The fact that some older patients can manage renal failure for more years than young patients reveals how it is wrong to condemn and deny a patient access to medical care on the basis of age. If this approach is to be applied in full body transplant, the assumption will also be that older people should donate bodies to the younger ones since it is assumed that young people will live longer. This presumption is wrong and unethical since the length of a person’s life is unpredictable and that it cannot be dictated by age.
Other customary criteria for transplant from the medical literature are that the patient who receives the transplant must have family or close relatives who will attend to him or her after the transplant. However, this requirement is another loophole that is likely to draw the process of whole body transplant back. It means that patients who do not families or close relatives such as orphans and street children cannot receive full body transplant. This gap condemns the patients not to receive medical care based on family relations, ability, and stability. Therefore, the customary approach excludes the poor people from the list of those who are likely to benefit from the scientific discovery of full body transplant.

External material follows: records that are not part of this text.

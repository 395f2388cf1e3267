//! Checks every inbound message passes before it reaches the orchestrator.

use fed_protocol_saml::bindings::{DecodedMessage, SamlMessageType};
use fed_protocol_saml::{ProtocolMessage, SamlError, SamlResult, Signable};

use crate::state::AppState;

/// A message that passed every check.
#[derive(Debug, Clone)]
pub struct VerifiedMessage {
    /// The message.
    pub message: ProtocolMessage,
    /// RelayState that came with it.
    pub relay_state: Option<String>,
}

/// Parses and checks a message decoded from a front-channel binding.
///
/// A signature carried by the binding (Redirect, SimpleSign) takes the
/// place of one embedded in the message.
///
/// # Errors
///
/// Returns the first failed check: parse, issuer, signature, destination,
/// validity window, replay.
pub async fn verify_decoded(
    state: &AppState,
    decoded: DecodedMessage,
    expected_destination: &str,
) -> SamlResult<VerifiedMessage> {
    let message = ProtocolMessage::from_xml(&decoded.xml)?;
    let carried_as_request = decoded.message_type == SamlMessageType::Request;
    if message.is_request() != carried_as_request {
        return Err(SamlError::InvalidRequest(format!(
            "{} parameter does not carry a {}",
            decoded.message_type.form_param(),
            if carried_as_request { "LogoutRequest" } else { "LogoutResponse" }
        )));
    }

    check_issuer(state, message.issuer())?;
    match decoded.binding_signature()? {
        Some((payload, signature)) => {
            state
                .signer
                .verify_from(message.issuer(), &payload, &signature)
                .await?;
        }
        None => state.signer.verify_message(&message).await?,
    }
    check_message(state, &message, expected_destination).await?;

    Ok(VerifiedMessage {
        message,
        relay_state: decoded.relay_state,
    })
}

/// Checks a message that arrived with its own embedded signature, such as a
/// SOAP body or a resolved artifact.
///
/// # Errors
///
/// See [`verify_decoded`].
pub async fn verify_embedded(
    state: &AppState,
    message: &ProtocolMessage,
    expected_destination: &str,
) -> SamlResult<()> {
    check_issuer(state, message.issuer())?;
    state.signer.verify_message(message).await?;
    check_message(state, message, expected_destination).await
}

fn check_issuer(state: &AppState, issuer: &str) -> SamlResult<()> {
    if state.metadata.is_configured(issuer) {
        Ok(())
    } else {
        Err(SamlError::UnknownPartner(issuer.to_string()))
    }
}

/// Destination, validity window and replay.
async fn check_message(
    state: &AppState,
    message: &ProtocolMessage,
    expected_destination: &str,
) -> SamlResult<()> {
    let (destination, issue_instant, not_on_or_after) = match message {
        ProtocolMessage::LogoutRequest(m) => (&m.destination, m.issue_instant, m.not_on_or_after),
        ProtocolMessage::LogoutResponse(m) => (&m.destination, m.issue_instant, None),
    };
    check_destination(destination.as_deref(), expected_destination)?;
    state
        .replay
        .check(message.issuer(), message.id(), issue_instant, not_on_or_after)
        .await
}

/// An absent `Destination` is accepted; a present one must name this
/// endpoint.
pub(crate) fn check_destination(actual: Option<&str>, expected: &str) -> SamlResult<()> {
    match actual {
        Some(actual) if actual != expected => Err(SamlError::InvalidDestination {
            expected: expected.to_string(),
            actual: actual.to_string(),
        }),
        _ => Ok(()),
    }
}
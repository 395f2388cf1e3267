//! Cache error types.

use std::fmt;

use fed_core::error::{Classify, ErrorKind};

/// Cache operation errors.
#[derive(Debug)]
pub enum CacheError {
    /// Connection to cache backend failed.
    Connection(String),
    /// Stored value could not be interpreted.
    Serialization(String),
    /// Cache operation timed out.
    Timeout,
    /// Internal cache error.
    Internal(String),
}

impl fmt::Display for CacheError {
    fn fmt(&self, f: &mut fmt::Formatter<'_>) -> fmt::Result {
        match self {
            Self::Connection(msg) => write!(f, "cache connection error: {msg}"),
            Self::Serialization(msg) => write!(f, "cache serialization error: {msg}"),
            Self::Timeout => write!(f, "cache operation timed out"),
            Self::Internal(msg) => write!(f, "internal cache error: {msg}"),
        }
    }
}

impl std::error::Error for CacheError {}

impl Classify for CacheError {
    fn kind(&self) -> ErrorKind {
        ErrorKind::Internal
    }
}

/// Result type for cache operations.
pub type CacheResult<T> = Result<T, CacheError>;
//! End-to-end integration tests.
//!
//! Each test starts the real server on an ephemeral port, federated with a
//! mock service provider, and drives it over HTTP.

mod artifact;
mod common;
mod health;
mod metadata;
mod single_logout;
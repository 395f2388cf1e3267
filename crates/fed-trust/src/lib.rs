//! # fed-trust
//!
//! Trust anchors for federation partners.
//!
//! The [`TrustStore`] loads CA certificates from a PEM bundle once, on first
//! use, and answers two questions about a partner certificate: is it inside
//! its validity window, and was it issued by a trusted CA. Each anchor's
//! alias prefix decides which check it takes part in:
//!
//! - `signing_` anchors issue partner signing certificates
//! - `ca_` anchors are roots used to check the issuing CA itself
//!
//! Which checks run is decided per scope by a [`TrustPolicy`].

#![forbid(unsafe_code)]
#![deny(missing_docs)]

pub mod certificate;
pub mod error;
pub mod policy;
pub mod store;

pub use certificate::CertificateInfo;
pub use error::{TrustError, TrustResult};
pub use policy::TrustPolicy;
pub use store::{encode_bundle, AnchorScope, TrustAnchor, TrustAnchors, TrustStore};
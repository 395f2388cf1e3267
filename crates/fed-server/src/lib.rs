//! # fed-server
//!
//! Axum server for the federation logout core.
//!
//! This crate serves:
//! - Single logout endpoints for every front-channel binding and SOAP
//! - Artifact resolution for messages this server handed out by artifact
//! - The server's own SAML metadata
//! - Health checks
//!
//! ## Usage
//!
//! ```ignore
//! use fed_server::{Server, ServerConfig};
//!
//! let config = ServerConfig::from_env()?;
//! let server = Server::new(config).await?;
//! server.run().await?;
//! ```

#![forbid(unsafe_code)]
#![deny(missing_docs)]

pub mod config;
pub mod router;
pub mod saml;
pub mod state;

pub use config::ServerConfig;
pub use router::create_router;
pub use state::AppState;

use axum::Router;
use fed_core::config::FederationConfig;
use tokio::net::TcpListener;

/// The federation server.
pub struct Server {
    config: ServerConfig,
    state: AppState,
}

impl Server {
    /// Loads the federation configuration and builds every service.
    ///
    /// # Errors
    ///
    /// Returns an error if the federation file is unusable or the server's
    /// own key material cannot be loaded.
    pub async fn new(config: ServerConfig) -> anyhow::Result<Self> {
        let federation = FederationConfig::load(&config.federation_config)?;
        tracing::info!(
            path = %config.federation_config.display(),
            entity_id = %federation.server.entity_id,
            "Federation configuration loaded"
        );
        let state = AppState::build(federation).await?;
        Ok(Self { config, state })
    }

    /// Runs the server until it receives a shutdown signal.
    ///
    /// # Errors
    ///
    /// Returns an error if the address cannot be bound.
    pub async fn run(self) -> anyhow::Result<()> {
        let listener = TcpListener::bind(self.config.bind_address()).await?;
        self.run_on(listener).await
    }

    /// Serves on an already bound listener until a shutdown signal.
    ///
    /// # Errors
    ///
    /// Returns an error if serving fails.
    pub async fn run_on(self, listener: TcpListener) -> anyhow::Result<()> {
        tracing::info!("Server listening on http://{}", listener.local_addr()?);

        let app = create_router(self.state.clone());
        axum::serve(listener, app)
            .with_graceful_shutdown(shutdown_signal())
            .await?;

        self.state.adapters.close();
        tracing::info!(
            unfinished_logouts = self.state.orchestrator.active_sagas(),
            "Server shutdown complete"
        );
        Ok(())
    }

    /// Returns the server configuration.
    #[must_use]
    pub const fn config(&self) -> &ServerConfig {
        &self.config
    }

    /// Returns the shared state.
    #[must_use]
    pub const fn state(&self) -> &AppState {
        &self.state
    }

    /// Creates a router without starting the server.
    pub fn test_router(&self) -> Router {
        create_router(self.state.clone())
    }
}

/// Waits for Ctrl+C or SIGTERM.
async fn shutdown_signal() {
    let ctrl_c = async {
        if let Err(e) = tokio::signal::ctrl_c().await {
            tracing::error!(error = %e, "Cannot listen for Ctrl+C");
            std::future::pending::<()>().await;
        }
    };

    #[cfg(unix)]
    let terminate = async {
        match tokio::signal::unix::signal(tokio::signal::unix::SignalKind::terminate()) {
            Ok(mut signal) => {
                signal.recv().await;
            }
            Err(e) => {
                tracing::error!(error = %e, "Cannot listen for SIGTERM");
                std::future::pending::<()>().await;
            }
        }
    };

    #[cfg(not(unix))]
    let terminate = std::future::pending::<()>();

    tokio::select! {
        () = ctrl_c => {},
        () = terminate => {},
    }

    tracing::info!("Shutdown signal received");
}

The idea of full body transplant is weirdly unethical. The suggestion contravenes most of the ethos in the practice of medicine. The application of major approaches to medical transplant such as the market, customary, lottery, and committee selection makes the unethical issue more pronounced. Therefore, it is important for medics not to condemn some patients to death by taking their organs while letting others live by giving them organs. Whole body transplant process should be efficient, fair, and ethical.
Annas, George. “The Prostitute, the Playboy, and the Poet: Rationing Schemes for Organ Transplantation.” Public Health and the Law 75.2(1985): 187-189. Print.
Boudreau, Donald, and Margaret Somerville. “Euthanasia and assisted suicide: a physician’s and ethicist’s perspectives.” Medicolegal & Bioethics 4.1(2014): 1-12. Print.
Ertin, Hakan. “Organ Donation and Transplantation Medicine: Ethical Framework and Solutions.” Turkish Journal of Business Ethics 7.2(2014): 104-120. Print.
Oroy, Aud, Kjell Stromskag, and Eva Gjengedal. “Do we treat individuals as patients or as potential donors? A phenomenological study of healthcare professionals’ experiences.” Nursing Ethics 22.2(2015): 163-175. Print.
Spital, Aaron, and Charles Erin. “Conscription of Cadaveric Organs for Transplantation: Let’s at Least Talk About It.” American Journal of Kidney Diseases 39.3 (2002): 611-615. Print.